• GOAL OF THE EXERCISE
Which lines below contain "ModelPricing"? Pull them out.
[[ INPUT RECORDS, beginning ]]
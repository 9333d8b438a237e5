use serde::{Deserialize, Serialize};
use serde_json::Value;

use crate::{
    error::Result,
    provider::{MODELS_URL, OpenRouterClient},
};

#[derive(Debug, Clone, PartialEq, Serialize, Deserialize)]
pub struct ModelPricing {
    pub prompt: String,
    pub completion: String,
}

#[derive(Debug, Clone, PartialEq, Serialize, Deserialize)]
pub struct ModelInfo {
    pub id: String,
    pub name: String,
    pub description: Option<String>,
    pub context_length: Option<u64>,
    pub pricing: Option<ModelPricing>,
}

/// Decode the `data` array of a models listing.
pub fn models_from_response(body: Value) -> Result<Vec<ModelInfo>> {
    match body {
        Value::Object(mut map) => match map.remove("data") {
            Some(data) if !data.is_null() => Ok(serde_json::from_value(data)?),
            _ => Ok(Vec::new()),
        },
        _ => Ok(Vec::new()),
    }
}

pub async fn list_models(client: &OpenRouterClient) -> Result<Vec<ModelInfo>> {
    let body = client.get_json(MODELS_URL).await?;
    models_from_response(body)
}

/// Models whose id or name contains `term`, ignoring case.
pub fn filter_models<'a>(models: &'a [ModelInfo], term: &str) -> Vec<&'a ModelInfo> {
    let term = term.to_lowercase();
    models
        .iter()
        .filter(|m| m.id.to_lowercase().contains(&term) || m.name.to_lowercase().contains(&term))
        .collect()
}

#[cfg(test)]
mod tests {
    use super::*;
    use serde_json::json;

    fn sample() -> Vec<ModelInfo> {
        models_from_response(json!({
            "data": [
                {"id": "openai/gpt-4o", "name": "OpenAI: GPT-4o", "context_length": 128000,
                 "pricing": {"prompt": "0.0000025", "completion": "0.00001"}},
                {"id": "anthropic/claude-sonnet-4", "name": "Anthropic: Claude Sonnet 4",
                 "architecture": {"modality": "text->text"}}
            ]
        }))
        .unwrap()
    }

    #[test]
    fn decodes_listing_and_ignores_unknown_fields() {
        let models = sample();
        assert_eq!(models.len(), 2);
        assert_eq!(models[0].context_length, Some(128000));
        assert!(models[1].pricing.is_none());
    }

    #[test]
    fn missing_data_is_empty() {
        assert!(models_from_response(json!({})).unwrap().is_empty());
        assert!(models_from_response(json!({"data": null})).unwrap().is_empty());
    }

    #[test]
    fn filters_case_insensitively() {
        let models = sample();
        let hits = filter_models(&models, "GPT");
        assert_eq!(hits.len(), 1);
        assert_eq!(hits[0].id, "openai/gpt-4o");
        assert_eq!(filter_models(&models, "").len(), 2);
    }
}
[[ INPUT RECORDS, end ]]
• TASK RESPONSE
pub struct ModelPricing {
    pub pricing: Option<ModelPricing>,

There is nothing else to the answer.